Pimenta notou que, embora os encontros com ariranhas no
Içana tenham se tornado mais frequentes, elas ainda são muito ariscas -
"possivelmente por terem sido tão cruelmente caçadas no passado".
"Como estavam muito isoladas, não estão acostumadas com
a presença de humanos. Quando escutam o barco, logo fogem."
Ela conta que, no passado, as ariranhas eram encontradas da
Venezuela ao sul da Argentina. Mas a caça predatória fez com que ficassem
restritas a poucas áreas, como o Pantanal e as cabeceiras de alguns rios
amazônicos.
Outrora o maior habitat do animal no planeta, a bacia do rio
Negro quase viu a espécie desaparecer.
Nos últimos anos, conforme a espécie começou a se recuperar
no Brasil, Pimenta conta que países vizinhos - como a Bolívia, a Colômbia e as
Guianas - também viram as ariranhas ressurgirem.
Boas pescadoras
André Baniwa diz que a ariranha tem papel importante na
mitologia de seu povo, considerada um dos cinco animais que surgiram no início
do mundo e que viraram pajés, ao lado de botos, morcegos, onças e lontras.
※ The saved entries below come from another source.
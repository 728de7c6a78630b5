//! Mock implementations for testing.
//!
//! - [`MockHttpClient`] - HTTP client with configurable responses
//! - [`InMemoryStore`] - In-memory key-value storage

pub mod http;
pub mod store;

pub use http::{MockHttpClient, MockResponse, RecordedRequest};
pub use store::InMemoryStore;
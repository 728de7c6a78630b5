//! Durable key-value storage trait.
//!
//! The application persists two values between runs: the logged-in
//! username and the last profile the operator looked at. Both live behind
//! this trait so the session and profile logic can be tested without
//! touching the file system.

use crate::error::StoreError;

/// Well-known storage keys.
pub mod keys {
    /// Username of the authenticated operator.
    pub const USER: &str = "user";
    /// JSON payload of the most recently viewed profile.
    pub const LAST_PROFILE: &str = "lastProfile";
}

/// Trait for durable string key-value storage.
///
/// Values survive process restarts. There is no expiry and no encryption.
pub trait KeyValueStore: Send + Sync {
    /// Read a value. `Ok(None)` when the key was never written or was removed.
    fn get(&self, key: &str) -> Result<Option<String>, StoreError>;

    /// Write a value, overwriting any previous one.
    fn set(&self, key: &str, value: &str) -> Result<(), StoreError>;

    /// Remove a value. Removing a missing key is not an error.
    fn remove(&self, key: &str) -> Result<(), StoreError>;
}
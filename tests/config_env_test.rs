//! Configuration read from the real process environment.

use std::path::PathBuf;
use std::time::Duration;

use hubdeck::config::{
    AppConfig, ENV_ADMIN_PASSWORD, ENV_ADMIN_USERNAME, ENV_API_URL, ENV_DATA_DIR, ENV_LOG,
    ENV_SEARCH_COOLDOWN_MS,
};
use hubdeck::error::AppError;
use serial_test::serial;

const ALL_VARS: [&str; 6] = [
    ENV_ADMIN_USERNAME,
    ENV_ADMIN_PASSWORD,
    ENV_API_URL,
    ENV_DATA_DIR,
    ENV_SEARCH_COOLDOWN_MS,
    ENV_LOG,
];

fn clear_env() {
    for var in ALL_VARS {
        std::env::remove_var(var);
    }
}

#[test]
#[serial]
fn test_from_env_reads_overrides() {
    clear_env();
    std::env::set_var(ENV_ADMIN_USERNAME, "admin");
    std::env::set_var(ENV_ADMIN_PASSWORD, "s3cret");
    std::env::set_var(ENV_API_URL, "http://127.0.0.1:8080");
    std::env::set_var(ENV_DATA_DIR, "/tmp/hubdeck-env-test");
    std::env::set_var(ENV_SEARCH_COOLDOWN_MS, "1200");

    let config = AppConfig::from_env().unwrap();
    clear_env();

    assert!(config.admin.matches("admin", "s3cret"));
    assert_eq!(config.api_base_url, "http://127.0.0.1:8080");
    assert_eq!(config.data_dir, PathBuf::from("/tmp/hubdeck-env-test"));
    assert_eq!(config.search_cooldown, Duration::from_millis(1200));
}

#[test]
#[serial]
fn test_from_env_without_credentials() {
    clear_env();
    std::env::set_var(ENV_DATA_DIR, "/tmp/hubdeck-env-test");

    let config = AppConfig::from_env().unwrap();
    clear_env();

    assert!(!config.admin.is_configured());
    assert!(!config.admin.matches("", ""));
    assert_eq!(config.search_cooldown, Duration::from_secs(5));
}

#[test]
#[serial]
fn test_from_env_rejects_bad_cooldown() {
    clear_env();
    std::env::set_var(ENV_DATA_DIR, "/tmp/hubdeck-env-test");
    std::env::set_var(ENV_SEARCH_COOLDOWN_MS, "-5");

    let result = AppConfig::from_env();
    clear_env();

    assert!(matches!(result, Err(AppError::Config(_))));
}
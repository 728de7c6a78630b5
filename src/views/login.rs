//! Login form (`/` and `/login` while anonymous).

use crate::widgets::InputBox;

/// Alert text for a rejected login.
pub const INVALID_CREDENTIALS: &str = "Credenciais inválidas. Tente novamente.";

#[derive(Debug, Clone, Copy, PartialEq, Eq, Default)]
pub enum LoginField {
    #[default]
    Username,
    Password,
}

#[derive(Debug, Clone)]
pub struct LoginForm {
    pub username: InputBox,
    pub password: InputBox,
    field: LoginField,
}

impl Default for LoginForm {
    fn default() -> Self {
        Self::new()
    }
}

impl LoginForm {
    pub fn new() -> Self {
        Self {
            username: InputBox::new().with_placeholder("Username"),
            password: InputBox::new().with_placeholder("Password").masked(),
            field: LoginField::Username,
        }
    }

    pub fn field(&self) -> LoginField {
        self.field
    }

    pub fn toggle_field(&mut self) {
        self.field = match self.field {
            LoginField::Username => LoginField::Password,
            LoginField::Password => LoginField::Username,
        };
    }

    pub fn active_input(&mut self) -> &mut InputBox {
        match self.field {
            LoginField::Username => &mut self.username,
            LoginField::Password => &mut self.password,
        }
    }

    /// Current `(username, password)` pair.
    pub fn values(&self) -> (&str, &str) {
        (self.username.content(), self.password.content())
    }
}
//! Durable storage errors.

use std::path::PathBuf;
use thiserror::Error;

/// Errors raised by [`crate::traits::KeyValueStore`] implementations.
#[derive(Debug, Error)]
pub enum StoreError {
    /// Could not determine where to keep the store file.
    #[error("could not determine a data directory")]
    NoDataDir,

    /// Reading or writing the store file failed.
    #[error("storage I/O error at {path}: {source}")]
    Io {
        path: PathBuf,
        #[source]
        source: std::io::Error,
    },

    /// The store file exists but is not a JSON object of strings.
    #[error("storage serialization error: {0}")]
    Serialization(#[from] serde_json::Error),

    /// Failure injected or reported by a non-file backend.
    #[error("storage error: {0}")]
    Other(String),
}

impl StoreError {
    /// Short error code for log lines.
    pub fn error_code(&self) -> &'static str {
        match self {
            StoreError::NoDataDir => "STORE_NO_DATA_DIR",
            StoreError::Io { .. } => "STORE_IO",
            StoreError::Serialization(_) => "STORE_SERIALIZATION",
            StoreError::Other(_) => "STORE_OTHER",
        }
    }
}

#[cfg(test)]
mod tests {
    use super::*;

    #[test]
    fn test_io_display_names_path() {
        let err = StoreError::Io {
            path: PathBuf::from("/tmp/store.json"),
            source: std::io::Error::new(std::io::ErrorKind::PermissionDenied, "denied"),
        };
        let text = err.to_string();
        assert!(text.contains("/tmp/store.json"));
        assert!(text.contains("denied"));
        assert_eq!(err.error_code(), "STORE_IO");
    }

    #[test]
    fn test_no_data_dir_code() {
        assert_eq!(StoreError::NoDataDir.error_code(), "STORE_NO_DATA_DIR");
    }
}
No topo da cadeia alimentar, são associadas à saúde e ao
equilíbrio das águas - e vistas como excelentes pescadoras. "Ela não come
qualquer peixe. Não assusta, não bagunça a água, escolhe o peixe e come só a
parte que interessa."
Ele conta que muitos indígenas esperam que a volta dos
animais seja um indício de que a população de peixes também esteja aumentando.
Outros, porém, temem que as ariranhas compitam com os
humanos pelos pescados. Um ariranha adulta pode consumir até 4 kg de peixe por
dia.
Ataque de ariranhas em Brasília
Também chamadas de onças d'água, elas vivem em grupos de até
20 indivíduos e são territorialistas. No YouTube, há vídeos de ariranhas
expulsando onças de seu território.
"Se alguém chega no ambiente delas, elas vão para cima
para se defender, ainda mais se estiverem com filhote", diz a bióloga
Natália Pimenta.
Em 1977, um acidente no zoológico de Brasília fez com que a espécie
se tornasse temida em muitos lares brasileiros.
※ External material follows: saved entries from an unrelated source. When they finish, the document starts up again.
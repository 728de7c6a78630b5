//! Full-screen rendering driven through the app's public surface.

mod common;

use std::sync::Arc;

use hubdeck::adapters::mock::{InMemoryStore, MockHttpClient, MockResponse};
use hubdeck::app::App;
use hubdeck::error::FETCH_ERROR_MESSAGE;
use hubdeck::router::Route;
use hubdeck::traits::keys;
use hubdeck::ui::{self, PROFILE_LINK, README_ABSENT, SEARCH_ROW_HEIGHT};
use ratatui::{backend::TestBackend, Terminal};
use serde_json::json;

use common::{build_app, pump, test_config, ADMIN};

fn screen(app: &App, width: u16, height: u16) -> Vec<String> {
    let mut terminal = Terminal::new(TestBackend::new(width, height)).unwrap();
    terminal.draw(|f| ui::render(f, app)).unwrap();
    let buf = terminal.backend().buffer().clone();
    (0..buf.area.height)
        .map(|y| {
            (0..buf.area.width)
                .map(|x| buf[(x, y)].symbol().to_string())
                .collect()
        })
        .collect()
}

fn contains(rows: &[String], needle: &str) -> bool {
    rows.iter().any(|row| row.contains(needle))
}

fn row_of(rows: &[String], needle: &str) -> Option<usize> {
    rows.iter().position(|row| row.contains(needle))
}

fn logged_in_store() -> Arc<InMemoryStore> {
    Arc::new(InMemoryStore::with_entries([(keys::USER, ADMIN)]))
}

#[tokio::test]
async fn test_profile_screen_after_fetches() {
    let http = MockHttpClient::new();
    http.set_response(
        "https://api.test/users/octocat",
        MockResponse::json(json!({
            "login": "octocat",
            "name": null,
            "bio": "Mona's friend",
            "followers": 3,
            "following": 1,
            "public_repos": 2,
            "location": "Lisboa",
            "html_url": "https://github.com/octocat"
        })),
    );
    http.set_response(
        "https://api.test/repos/octocat/octocat/readme",
        MockResponse::text("## Projetos\n\n**negrito** e `código`"),
    );
    let (mut app, mut rx) = build_app(test_config(), Arc::new(http), logged_in_store());
    app.start(Some(Route::parse("/perfil/octocat")));
    pump(&mut app, &mut rx, 2).await;

    let rows = screen(&app, 100, 30);
    assert!(contains(&rows, "@octocat"));
    assert!(contains(&rows, "Mona's friend"));
    assert!(contains(&rows, "Localização: Lisboa"));
    assert!(contains(&rows, PROFILE_LINK));
    assert!(contains(&rows, "Projetos"));
    assert!(contains(&rows, "negrito e código"));
    assert!(!contains(&rows, "**"));
}

#[tokio::test]
async fn test_profile_screen_without_readme() {
    let http = MockHttpClient::new();
    http.set_response(
        "https://api.test/users/octocat",
        MockResponse::json(json!({"login": "octocat"})),
    );
    http.set_default_response(MockResponse::status(404));
    let (mut app, mut rx) = build_app(test_config(), Arc::new(http), logged_in_store());
    app.start(Some(Route::Profile("octocat".to_string())));
    pump(&mut app, &mut rx, 2).await;

    let rows = screen(&app, 100, 30);
    assert!(contains(&rows, "Bio não informada"));
    assert!(contains(&rows, README_ABSENT));
}

#[tokio::test]
async fn test_failed_search_shows_generic_message() {
    let http = MockHttpClient::new();
    http.set_default_response(MockResponse::status(403));
    let (mut app, mut rx) = build_app(test_config(), Arc::new(http), logged_in_store());
    app.start(None);
    app.search_input.set_content("rust");
    app.confirm_search();
    pump(&mut app, &mut rx, 1).await;

    let rows = screen(&app, 100, 30);
    assert!(contains(&rows, FETCH_ERROR_MESSAGE));
    assert!(contains(&rows, "Termo: rust"));
    assert!(!contains(&rows, "mock error"));
}

#[test]
fn test_search_row_keeps_its_height_in_every_state() {
    let mut anonymous = App::new(
        test_config(),
        Arc::new(MockHttpClient::new()),
        Arc::new(InMemoryStore::new()),
    );
    anonymous.launch_browser = false;
    anonymous.navigate(Route::Root);
    let anon_rows = screen(&anonymous, 100, 30);
    let menu_row = row_of(&anon_rows, "🔑").expect("menu entry shown");

    let mut authenticated = App::new(
        test_config(),
        Arc::new(MockHttpClient::new()),
        logged_in_store(),
    );
    authenticated.launch_browser = false;
    authenticated.navigate(Route::Listing);
    let auth_rows = screen(&authenticated, 100, 30);
    assert_eq!(row_of(&auth_rows, "⏻"), Some(menu_row));

    authenticated.panel_collapsed = true;
    let collapsed_rows = screen(&authenticated, 100, 30);
    assert_eq!(row_of(&collapsed_rows, "⏻"), Some(menu_row));

    assert!(menu_row > SEARCH_ROW_HEIGHT as usize);
}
Naquele ano, o sargento do Exército Sílvio Delmar Hollenbach
saltou no tanque das ariranhas para resgatar um garoto de 13 anos que havia
caído no local.
O jovem se salvou, mas o sargento não suportou as mais de
cem mordidas e, três dias depois, morreu no hospital.
Para Natália Pimenta, o comportamento de ariranhas em
zoológicos, onde vivem confinadas e estressadas, deve ser relativizado.
"Nunca ouvi nenhum relato de ataques de ariranhas a
pessoas em ambientes naturais", afirma.